= Ludwig Bauer (journalist) =

Austro-Swiss journalist, pacifist and writer

Ludwig Bauer (born 1876, Vienna) was an Austro-Swiss journalist, pacifist and writer.

==Life==
Bauer became a journalist in Vienna, writing theater criticism, travel writing and miscellaneous journalism. In 1915, hating the First World War, he moved to Switzerland. From the Wiener Cafe in Bern, an "amiable giant who eats at a sitting enough for four ordinary men and washes it down with incredible quantities of beer", he wrote leaders for the Basle National Zeitung, gaining a reputation - and criticism from partisans on each side - as "the only neutral in Switzerland".

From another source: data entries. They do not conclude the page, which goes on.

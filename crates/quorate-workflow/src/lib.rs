//! # Quorate Workflow
//!
//! Signed multi-party approval of proposals with a quorum threshold.
//!
//! ## Architecture
//!
//! ```text
//! ┌──────────────────────────────────────────────────────────────┐
//! │                       ApprovalWorkflow                       │
//! │  submit_proposal │ submit_approval │ commit_proposal │ ...    │
//! ├──────────────┬───────────────┬───────────────┬───────────────┤
//! │  Identity    │  Signature    │  Approval     │  Quorum       │
//! │  Registry    │  Verifier     │  Ledger       │  Evaluator    │
//! │  (active?)   │  (P-256)      │  (unique)     │  (tally)      │
//! ├──────────────┴───────────────┴───────────────┼───────────────┤
//! │                                              │ ProposalState │
//! │          quorate-ledger repositories         │ Machine       │
//! └──────────────────────────────────────────────┴───────────────┘
//! ```
//!
//! A vote flows: approver active → proposal not rejected → first vote by
//! this approver → signature valid → approval written → quorum recount. All
//! of it runs in one unit of work, committed once.

pub mod approval_ledger;
pub mod config;
pub mod dispatch;
pub mod facade;
pub mod quorum;
pub mod registry;
pub mod state_machine;
pub mod verifier;

pub use approval_ledger::{ApprovalDraft, ApprovalLedger};
pub use config::{ApprovalMode, WorkflowConfig};
pub use dispatch::{Dispatcher, Response};
pub use facade::{ApprovalRequest, ApprovalWorkflow, ProposalRequest, Repositories};
pub use quorum::{QuorumEvaluator, QuorumStatus, QuorumTally};
pub use registry::IdentityRegistry;
pub use state_machine::{apply_vote, ProposalStateMachine};
pub use verifier::SignatureVerifier;
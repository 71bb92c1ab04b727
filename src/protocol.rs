use crate::command::Command;
use crate::error::Result;
use crate::transport::{Channel, SerialChannel, Transport, TransportConfig};
use crate::types::*;

/// Main iMAX B6 Mini protocol interface.
///
/// Owns the channel to one charger. Every call is one blocking
/// request/reply transaction; callers serialise access to the handle.
pub struct B6Mini<C: Channel> {
    transport: Transport<C>,
}

impl B6Mini<SerialChannel> {
    /// Open a charger exposed as a serial device node.
    pub fn open(port_name: &str) -> Result<Self> {
        Ok(B6Mini::new(SerialChannel::open(port_name)?))
    }
}

impl<C: Channel> B6Mini<C> {
    /// Create a driver over an already-open channel.
    pub fn new(channel: C) -> Self {
        B6Mini {
            transport: Transport::new(channel),
        }
    }

    /// Create a driver with non-default retry and timeout settings.
    pub fn with_config(channel: C, config: TransportConfig) -> Self {
        B6Mini {
            transport: Transport::with_config(channel, config),
        }
    }

    /// Release the underlying channel.
    pub fn into_inner(self) -> C {
        self.transport.into_inner()
    }

    /// Encode and send `command`, returning the raw reply.
    ///
    /// Parameters are validated before anything is written.
    pub fn execute(&mut self, command: &Command) -> Result<Vec<u8>> {
        let frame = command.encode()?;
        self.transport.send(&frame)
    }

    /// Stop the running program
    pub fn stop(&mut self) -> Result<Vec<u8>> {
        self.execute(&Command::Stop)
    }

    /// Charge up to `max_voltage` (pack volts) at `current` amps
    pub fn charge(
        &mut self,
        chemistry: BatteryChemistry,
        cells: u8,
        current: f64,
        max_voltage: f64,
    ) -> Result<Vec<u8>> {
        self.execute(&Command::Charge {
            chemistry,
            cells,
            current,
            max_voltage,
        })
    }

    /// Fast charge up to `max_voltage` (pack volts) at `current` amps
    pub fn fastcharge(
        &mut self,
        chemistry: BatteryChemistry,
        cells: u8,
        current: f64,
        max_voltage: f64,
    ) -> Result<Vec<u8>> {
        self.execute(&Command::FastCharge {
            chemistry,
            cells,
            current,
            max_voltage,
        })
    }

    /// Discharge down to `min_voltage` (pack volts) at `current` amps
    pub fn discharge(
        &mut self,
        chemistry: BatteryChemistry,
        cells: u8,
        current: f64,
        min_voltage: f64,
    ) -> Result<Vec<u8>> {
        self.execute(&Command::Discharge {
            chemistry,
            cells,
            current,
            min_voltage,
        })
    }

    /// Bring the pack to `storage_voltage`; the discharge leg is capped at 1 A
    pub fn storage(
        &mut self,
        chemistry: BatteryChemistry,
        cells: u8,
        current: f64,
        storage_voltage: f64,
    ) -> Result<Vec<u8>> {
        self.execute(&Command::Storage {
            chemistry,
            cells,
            current,
            storage_voltage,
        })
    }

    /// Read live charge information
    pub fn get_charge_info(&mut self) -> Result<ChargeInfo> {
        let reply = self.execute(&Command::QueryChargeInfo)?;
        ChargeInfo::from_reply(&reply)
    }

    /// Read system settings and idle voltages
    pub fn get_sys_info(&mut self) -> Result<SysInfo> {
        let reply = self.execute(&Command::QuerySysInfo)?;
        SysInfo::from_reply(&reply)
    }

    /// Read firmware and hardware versions
    pub fn get_device_info(&mut self) -> Result<DeviceInfo> {
        let reply = self.execute(&Command::QueryDeviceInfo)?;
        DeviceInfo::from_reply(&reply)
    }
}
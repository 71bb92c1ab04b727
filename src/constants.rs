//! Protocol constants for iMAX B6 Mini communication.
//!
//! This module defines the command opcodes, framing bytes, timing parameters
//! and charge-program defaults used on the charger's USB link.

/// First byte of every request frame
pub const FRAME_START: u8 = 0x0F;

/// Two bytes closing every request frame
pub const FRAME_END: [u8; 2] = [0xFF, 0xFF];

/// Stop the running program
pub const STOP_CMD: u8 = 0xFE;

/// Start a charge/discharge/storage program
pub const PROGRAM_CMD: u8 = 0x05;

/// Query live charge information
pub const CHARGE_INFO_CMD: u8 = 0x55;

/// Query firmware and hardware versions
pub const DEVICE_INFO_CMD: u8 = 0x57;

/// Query system settings and idle voltages
pub const SYS_INFO_CMD: u8 = 0x5A;

/// Trailing zero bytes appended to a program command
pub const PROGRAM_PADDING: usize = 8;

/// Opaque header preceding the fields of every reply
pub const REPLY_HEADER_LEN: usize = 4;

/// Minimum reply length accepted for a charge info query
pub const CHARGE_INFO_MIN_LEN: usize = 30;

/// Minimum reply length accepted for a system info query
pub const SYS_INFO_MIN_LEN: usize = 32;

/// Offset of the version fields in a device info reply
pub const DEVICE_INFO_OFFSET: usize = 13;

/// Minimum reply length accepted for a device info query
pub const DEVICE_INFO_MIN_LEN: usize = DEVICE_INFO_OFFSET + 3;

/// Number of cell voltage slots reported by the charger
pub const CELL_SLOTS: usize = 6;

/// Largest cell count a program may be started with
pub const MAX_CELLS: u8 = 6;

/// Largest reply read from the channel in one transaction
pub const MAX_REPLY_LEN: usize = 64;

/// Read timeout in milliseconds
pub const READ_TIMEOUT_MS: u64 = 500;

/// Send attempts per transaction (first try included)
pub const SEND_ATTEMPTS: usize = 5;

/// Baud rate used when the channel is a serial device
pub const BAUD_RATE: u32 = 115_200;

/// Storage mode caps its discharge leg at this current (amps)
pub const STORAGE_DISCHARGE_LIMIT_A: f64 = 1.0;

/// Per-cell target voltage for charge and fast charge programs
pub const CELL_FULL_VOLTAGE: f64 = 4.2;

/// Per-cell target voltage for storage programs
pub const CELL_STORAGE_VOLTAGE: f64 = 3.8;
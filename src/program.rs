//! Program selection at the control boundary.
//!
//! Remote controls deliver mode, chemistry and numbers as strings, one
//! parameter at a time. [`ChargeProgram`] parses each one into the closed
//! enumerations before anything reaches the driver, then starts the program
//! with a pack voltage derived from the cell count.

use serde::{Deserialize, Serialize};

use crate::constants::{CELL_FULL_VOLTAGE, CELL_STORAGE_VOLTAGE};
use crate::error::{B6Error, Result};
use crate::protocol::B6Mini;
use crate::transport::Channel;
use crate::types::{BatteryChemistry, OperatingMode};

/// Program parameters selected by the user.
#[derive(Debug, Clone, Copy, PartialEq, Serialize, Deserialize)]
pub struct ChargeProgram {
    pub mode: OperatingMode,
    pub chemistry: BatteryChemistry,
    pub cells: u8,
    /// Charge or discharge current in amps
    pub current: f64,
    /// Per-cell discharge cut-off in volts
    pub min_voltage: f64,
}

impl Default for ChargeProgram {
    fn default() -> Self {
        ChargeProgram {
            mode: OperatingMode::Charge,
            chemistry: BatteryChemistry::LiIon,
            cells: 1,
            current: 1.0,
            min_voltage: 3.0,
        }
    }
}

fn invalid(name: &str, value: &str) -> B6Error {
    B6Error::InvalidParameter {
        name: name.to_string(),
        value: value.to_string(),
    }
}

fn parse_number(name: &str, value: &str) -> Result<f64> {
    value
        .trim()
        .parse::<f64>()
        .ok()
        .filter(|v| v.is_finite())
        .ok_or_else(|| invalid(name, value))
}

impl ChargeProgram {
    /// Update one parameter from its string form.
    ///
    /// Recognised names are `mode`, `battery_type`, `cells`, `current` and
    /// `min_voltage`. The program is unchanged when parsing fails.
    pub fn set(&mut self, name: &str, value: &str) -> Result<()> {
        match name {
            "mode" => self.mode = value.parse()?,
            "battery_type" | "chemistry" => self.chemistry = value.parse()?,
            "cells" => {
                let cells = parse_number(name, value)?;
                if cells.fract() != 0.0 || !(1.0..=6.0).contains(&cells) {
                    return Err(invalid(name, value));
                }
                self.cells = cells as u8;
            }
            "current" => {
                let current = parse_number(name, value)?;
                if current <= 0.0 {
                    return Err(B6Error::InvalidCurrent(current));
                }
                self.current = current;
            }
            "min_voltage" => self.min_voltage = parse_number(name, value)?,
            _ => return Err(invalid(name, value)),
        }
        Ok(())
    }

    /// Pack voltage the program runs towards.
    pub fn boundary_voltage(&self) -> f64 {
        let cells = self.cells as f64;
        match self.mode {
            OperatingMode::Charge | OperatingMode::FastCharge => cells * CELL_FULL_VOLTAGE,
            OperatingMode::Discharge => cells * self.min_voltage,
            OperatingMode::Storage => cells * CELL_STORAGE_VOLTAGE,
        }
    }

    /// Start the program on `charger`.
    pub fn start<C: Channel>(&self, charger: &mut B6Mini<C>) -> Result<Vec<u8>> {
        let voltage = self.boundary_voltage();
        log::info!(
            "Starting {} for {} {}S at {:.2}A, limit {:.3}V",
            self.mode,
            self.chemistry,
            self.cells,
            self.current,
            voltage
        );
        match self.mode {
            OperatingMode::Charge => charger.charge(self.chemistry, self.cells, self.current, voltage),
            OperatingMode::FastCharge => {
                charger.fastcharge(self.chemistry, self.cells, self.current, voltage)
            }
            OperatingMode::Discharge => {
                charger.discharge(self.chemistry, self.cells, self.current, voltage)
            }
            OperatingMode::Storage => charger.storage(self.chemistry, self.cells, self.current, voltage),
        }
    }
}
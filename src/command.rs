//! Commands understood by the charger and their wire encoding.

use crate::constants::*;
use crate::error::{B6Error, Result};
use crate::fixed_point::push_milli;
use crate::frame;
use crate::types::{BatteryChemistry, OperatingMode};

/// Parameters of a program start, as laid out on the wire.
#[derive(Debug, Clone, Copy, PartialEq)]
pub struct ProgramParams {
    pub chemistry: BatteryChemistry,
    pub cells: u8,
    pub mode: OperatingMode,
    pub charge_current: f64,
    pub discharge_current: f64,
    pub voltage_low: f64,
    pub voltage_high: f64,
}

impl ProgramParams {
    /// Payload following the program opcode:
    /// reserved, chemistry, cells, mode, four milli-unit fields, zero padding.
    pub fn payload(&self) -> Result<Vec<u8>> {
        if self.cells == 0 || self.cells > MAX_CELLS {
            return Err(B6Error::InvalidCellCount(self.cells));
        }
        let mut payload = vec![0x00, self.chemistry.to_byte(), self.cells, self.mode.to_byte()];
        push_milli(&mut payload, "charge current", self.charge_current)?;
        push_milli(&mut payload, "discharge current", self.discharge_current)?;
        push_milli(&mut payload, "low voltage", self.voltage_low)?;
        push_milli(&mut payload, "high voltage", self.voltage_high)?;
        payload.extend_from_slice(&[0x00; PROGRAM_PADDING]);
        Ok(payload)
    }
}

/// A request the driver can send.
#[derive(Debug, Clone, Copy, PartialEq)]
pub enum Command {
    Stop,
    Charge {
        chemistry: BatteryChemistry,
        cells: u8,
        current: f64,
        max_voltage: f64,
    },
    Discharge {
        chemistry: BatteryChemistry,
        cells: u8,
        current: f64,
        min_voltage: f64,
    },
    Storage {
        chemistry: BatteryChemistry,
        cells: u8,
        current: f64,
        storage_voltage: f64,
    },
    FastCharge {
        chemistry: BatteryChemistry,
        cells: u8,
        current: f64,
        max_voltage: f64,
    },
    QueryDeviceInfo,
    QueryChargeInfo,
    QuerySysInfo,
}

fn check_current(current: f64) -> Result<()> {
    if current.is_finite() && current > 0.0 {
        Ok(())
    } else {
        Err(B6Error::InvalidCurrent(current))
    }
}

impl Command {
    /// Opcode byte following the length byte.
    pub fn opcode(&self) -> u8 {
        match self {
            Command::Stop => STOP_CMD,
            Command::Charge { .. }
            | Command::Discharge { .. }
            | Command::Storage { .. }
            | Command::FastCharge { .. } => PROGRAM_CMD,
            Command::QueryDeviceInfo => DEVICE_INFO_CMD,
            Command::QueryChargeInfo => CHARGE_INFO_CMD,
            Command::QuerySysInfo => SYS_INFO_CMD,
        }
    }

    /// Wire parameters for the program commands, `None` for the others.
    ///
    /// Storage caps its discharge leg at 1 A whatever current was requested.
    pub fn program(&self) -> Result<Option<ProgramParams>> {
        let params = match *self {
            Command::Charge { chemistry, cells, current, max_voltage } => ProgramParams {
                chemistry,
                cells,
                mode: OperatingMode::Charge,
                charge_current: current,
                discharge_current: 0.0,
                voltage_low: 0.0,
                voltage_high: max_voltage,
            },
            Command::FastCharge { chemistry, cells, current, max_voltage } => ProgramParams {
                chemistry,
                cells,
                mode: OperatingMode::FastCharge,
                charge_current: current,
                discharge_current: 0.0,
                voltage_low: 0.0,
                voltage_high: max_voltage,
            },
            Command::Discharge { chemistry, cells, current, min_voltage } => ProgramParams {
                chemistry,
                cells,
                mode: OperatingMode::Discharge,
                charge_current: 0.0,
                discharge_current: current,
                voltage_low: min_voltage,
                voltage_high: 0.0,
            },
            Command::Storage { chemistry, cells, current, storage_voltage } => ProgramParams {
                chemistry,
                cells,
                mode: OperatingMode::Storage,
                charge_current: current,
                discharge_current: current.min(STORAGE_DISCHARGE_LIMIT_A),
                voltage_low: 0.0,
                voltage_high: storage_voltage,
            },
            _ => return Ok(None),
        };
        Ok(Some(params))
    }

    /// Bytes between the opcode and the checksum.
    pub fn payload(&self) -> Result<Vec<u8>> {
        match *self {
            Command::Charge { current, .. }
            | Command::FastCharge { current, .. }
            | Command::Discharge { current, .. }
            | Command::Storage { current, .. } => check_current(current)?,
            _ => {}
        }
        match self.program()? {
            Some(params) => params.payload(),
            None => Ok(vec![0x00]),
        }
    }

    /// Complete request frame, validated before any byte is produced.
    pub fn encode(&self) -> Result<Vec<u8>> {
        let payload = self.payload()?;
        Ok(frame::encode(self.opcode(), &payload))
    }
}
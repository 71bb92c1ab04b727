//! Byte channel abstraction and the retrying request/reply transport.

use crate::constants::*;
use crate::error::{B6Error, Result};
use serialport::SerialPort;
use std::io::{self, Read, Write};
use std::time::Duration;

/// An already-open bidirectional byte channel to the charger.
///
/// Device discovery and endpoint setup happen before a channel is handed
/// to the driver.
pub trait Channel {
    /// Write `bytes`, returning how many the channel accepted.
    fn write(&mut self, bytes: &[u8]) -> io::Result<usize>;

    /// Read one reply of at most `max_len` bytes, waiting up to `timeout`.
    fn read(&mut self, max_len: usize, timeout: Duration) -> io::Result<Vec<u8>>;
}

impl<C: Channel + ?Sized> Channel for Box<C> {
    fn write(&mut self, bytes: &[u8]) -> io::Result<usize> {
        (**self).write(bytes)
    }

    fn read(&mut self, max_len: usize, timeout: Duration) -> io::Result<Vec<u8>> {
        (**self).read(max_len, timeout)
    }
}

/// Channel over a serial device node (e.g. a USB CDC bridge).
pub struct SerialChannel {
    port: Box<dyn SerialPort>,
}

impl SerialChannel {
    /// Open `port_name` with the default baud rate and read timeout.
    pub fn open(port_name: &str) -> Result<Self> {
        let port = serialport::new(port_name, BAUD_RATE)
            .timeout(Duration::from_millis(READ_TIMEOUT_MS))
            .open()?;
        Ok(SerialChannel { port })
    }

    /// Wrap a port the caller already configured.
    pub fn new(port: Box<dyn SerialPort>) -> Self {
        SerialChannel { port }
    }

    /// List available serial ports
    pub fn list_ports() -> Result<Vec<serialport::SerialPortInfo>> {
        Ok(serialport::available_ports()?)
    }
}

impl Channel for SerialChannel {
    fn write(&mut self, bytes: &[u8]) -> io::Result<usize> {
        self.port.clear(serialport::ClearBuffer::Input)?;
        let written = Write::write(&mut self.port, bytes)?;
        Write::flush(&mut self.port)?;
        Ok(written)
    }

    fn read(&mut self, max_len: usize, timeout: Duration) -> io::Result<Vec<u8>> {
        self.port.set_timeout(timeout)?;
        let mut buf = vec![0u8; max_len];
        let n = Read::read(&mut self.port, &mut buf)?;
        buf.truncate(n);
        Ok(buf)
    }
}

/// Transport tuning, defaulting to the charger's documented limits.
#[derive(Debug, Clone, Copy, PartialEq, Eq)]
pub struct TransportConfig {
    /// Total attempts per transaction, first try included
    pub attempts: usize,
    pub read_timeout: Duration,
    pub max_reply_len: usize,
}

impl Default for TransportConfig {
    fn default() -> Self {
        TransportConfig {
            attempts: SEND_ATTEMPTS,
            read_timeout: Duration::from_millis(READ_TIMEOUT_MS),
            max_reply_len: MAX_REPLY_LEN,
        }
    }
}

/// Run `op` up to `attempts` times, retrying only retryable errors.
///
/// Returns the first success, the first non-retryable error, or the error
/// of the last attempt. There is no delay between attempts.
pub fn with_retries<T, F>(attempts: usize, mut op: F) -> Result<T>
where
    F: FnMut() -> Result<T>,
{
    let attempts = attempts.max(1);
    let mut attempt = 1;
    loop {
        match op() {
            Ok(value) => return Ok(value),
            Err(e) if e.is_retryable() && attempt < attempts => {
                log::warn!("Send failed ({}), retry {}/{}", e, attempt, attempts - 1);
                attempt += 1;
            }
            Err(e) => return Err(e),
        }
    }
}

fn hex(bytes: &[u8]) -> String {
    bytes
        .iter()
        .map(|b| format!("{:02X}", b))
        .collect::<Vec<_>>()
        .join(" ")
}

/// Sends one frame and reads one reply over an owned [`Channel`].
pub struct Transport<C: Channel> {
    channel: C,
    config: TransportConfig,
}

impl<C: Channel> Transport<C> {
    pub fn new(channel: C) -> Self {
        Self::with_config(channel, TransportConfig::default())
    }

    pub fn with_config(channel: C, config: TransportConfig) -> Self {
        Transport { channel, config }
    }

    /// Give the channel back to the caller.
    pub fn into_inner(self) -> C {
        self.channel
    }

    fn exchange(&mut self, frame: &[u8]) -> Result<Vec<u8>> {
        log::trace!("TX: {}", hex(frame));
        let written = self.channel.write(frame)?;
        if written != frame.len() {
            return Err(B6Error::ShortWrite {
                written,
                expected: frame.len(),
            });
        }
        let reply = self
            .channel
            .read(self.config.max_reply_len, self.config.read_timeout)?;
        log::trace!("RX: {}", hex(&reply));
        Ok(reply)
    }

    /// Write `frame` and return the raw reply, retrying channel errors.
    ///
    /// A short write is returned immediately without retrying.
    pub fn send(&mut self, frame: &[u8]) -> Result<Vec<u8>> {
        let attempts = self.config.attempts;
        with_retries(attempts, || self.exchange(frame))
    }
}
//! Fixed-point (milli-unit) field encoding.
//!
//! Physical quantities travel as unsigned 16-bit big-endian integers scaled
//! by 1000, so 4.2 V is sent as `4200` (`0x10 0x68`). Replies are read field
//! by field through [`FieldReader`].

use crate::error::{B6Error, Result};

/// Scale between a physical value and its wire integer
pub const SCALE: f64 = 1000.0;

/// Convert a physical value to its milli-unit integer.
///
/// Fails with [`B6Error::FieldOutOfRange`] when the rounded value does not fit
/// in 16 bits or the input is not finite.
pub fn to_milli(field: &'static str, value: f64) -> Result<u16> {
    let scaled = (value * SCALE).round();
    if !scaled.is_finite() || scaled < 0.0 || scaled > u16::MAX as f64 {
        return Err(B6Error::FieldOutOfRange { field, value });
    }
    Ok(scaled as u16)
}

/// Convert a milli-unit integer back to its physical value.
pub fn from_milli(raw: u16) -> f64 {
    raw as f64 / SCALE
}

/// Append a physical value as two big-endian bytes.
pub fn push_milli(buf: &mut Vec<u8>, field: &'static str, value: f64) -> Result<()> {
    let raw = to_milli(field, value)?;
    buf.extend_from_slice(&raw.to_be_bytes());
    Ok(())
}

/// Sequential big-endian reader over the fields of a reply.
#[derive(Debug)]
pub struct FieldReader<'a> {
    buf: &'a [u8],
    pos: usize,
}

impl<'a> FieldReader<'a> {
    /// Start reading `buf` at `offset`.
    pub fn new(buf: &'a [u8], offset: usize) -> Self {
        FieldReader { buf, pos: offset }
    }

    fn take(&mut self, n: usize) -> Result<&'a [u8]> {
        let end = self.pos + n;
        let bytes = self.buf.get(self.pos..end).ok_or(B6Error::FrameTooShort {
            expected: end,
            actual: self.buf.len(),
        })?;
        self.pos = end;
        Ok(bytes)
    }

    /// Read one byte.
    pub fn u8(&mut self) -> Result<u8> {
        Ok(self.take(1)?[0])
    }

    /// Read one byte as an on/off flag.
    pub fn flag(&mut self) -> Result<bool> {
        Ok(self.u8()? != 0)
    }

    /// Read a raw two-byte big-endian integer.
    pub fn u16(&mut self) -> Result<u16> {
        let bytes = self.take(2)?;
        Ok(u16::from_be_bytes([bytes[0], bytes[1]]))
    }

    /// Read a two-byte milli-unit field as volts.
    pub fn volts(&mut self) -> Result<f64> {
        Ok(from_milli(self.u16()?))
    }

    /// Skip bytes the protocol leaves unused.
    pub fn skip(&mut self, n: usize) -> Result<()> {
        self.take(n).map(|_| ())
    }
}
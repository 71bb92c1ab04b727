//! Error types for iMAX B6 Mini protocol operations.

use thiserror::Error;

/// Result type alias for charger operations.
pub type Result<T> = std::result::Result<T, B6Error>;

/// Error types for charger communication.
#[derive(Error, Debug)]
pub enum B6Error {
    /// I/O failure on the byte channel
    #[error("Channel error: {0}")]
    Channel(#[from] std::io::Error),

    /// Serial port could not be opened or configured
    #[error("Serial port error: {0}")]
    SerialPort(#[from] serialport::Error),

    /// Channel accepted fewer bytes than the frame holds
    #[error("Short write: {written} of {expected} bytes accepted")]
    ShortWrite {
        /// Bytes the channel reported as written
        written: usize,
        /// Length of the frame
        expected: usize,
    },

    /// Reply is shorter than the query requires
    #[error("Frame too short: expected at least {expected} bytes, got {actual}")]
    FrameTooShort {
        /// Minimum length for the query
        expected: usize,
        /// Length actually received
        actual: usize,
    },

    /// Cell count outside 1..=6
    #[error("Invalid cell count: {0} (expected 1-6)")]
    InvalidCellCount(u8),

    /// Current must be positive and finite
    #[error("Invalid current: {0}A")]
    InvalidCurrent(f64),

    /// Value does not fit the 16-bit fixed-point encoding
    #[error("{field} out of range: {value}")]
    FieldOutOfRange {
        /// Name of the encoded field
        field: &'static str,
        /// Rejected value
        value: f64,
    },

    /// Unrecognised battery chemistry name
    #[error("Unknown battery chemistry: {0}")]
    UnknownChemistry(String),

    /// Unrecognised operating mode name
    #[error("Unknown operating mode: {0}")]
    UnknownMode(String),

    /// Program parameter that is unknown or does not parse
    #[error("Invalid parameter {name}: {value:?}")]
    InvalidParameter {
        /// Parameter name as given
        name: String,
        /// Raw value as given
        value: String,
    },
}

impl B6Error {
    /// Whether the transport may retry after this error.
    pub fn is_retryable(&self) -> bool {
        matches!(self, B6Error::Channel(_))
    }
}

Morgen Wieder Krieg (1931), translated into English as War Again Tomorrow, warned of the dangers of another world war. The book, described by one reviewed as "a pacifist's lugubrious view of the League, the Versailles settlement, Sovietism, Fascism, Americanism and other matters", was recommended by Albert Einstein in The World As I See It.

==Works==
- Von den Schlachtfeldern in Galizien. Kleine Bilder aus dem grossen Kriege, Leipzig, 1914
- Der Kampf um den Frieden, Bern, 1918
- Morgen wieder Krieg : Untersuchung der Gegenwart, Blick in die Zukunft, Berlin: Ernest Rowohlt Verlag, 1931. Translated into English by W. Horsfall Carter as War Again Tomorrow, 1932.
- Welt im Sturz, Leipzig: Tal, 1933
- Und Österreich?. Ein Staat sucht ein Volk, Paris: Éditions du Mercure de l'Europe, 1933
- Leopold der Ungeliebte : König der Belgier und des Geldes, 1934. Translated vy Eden and Cedar Paul as Leopold the Unloved. King of the Belgians and of money, 1934.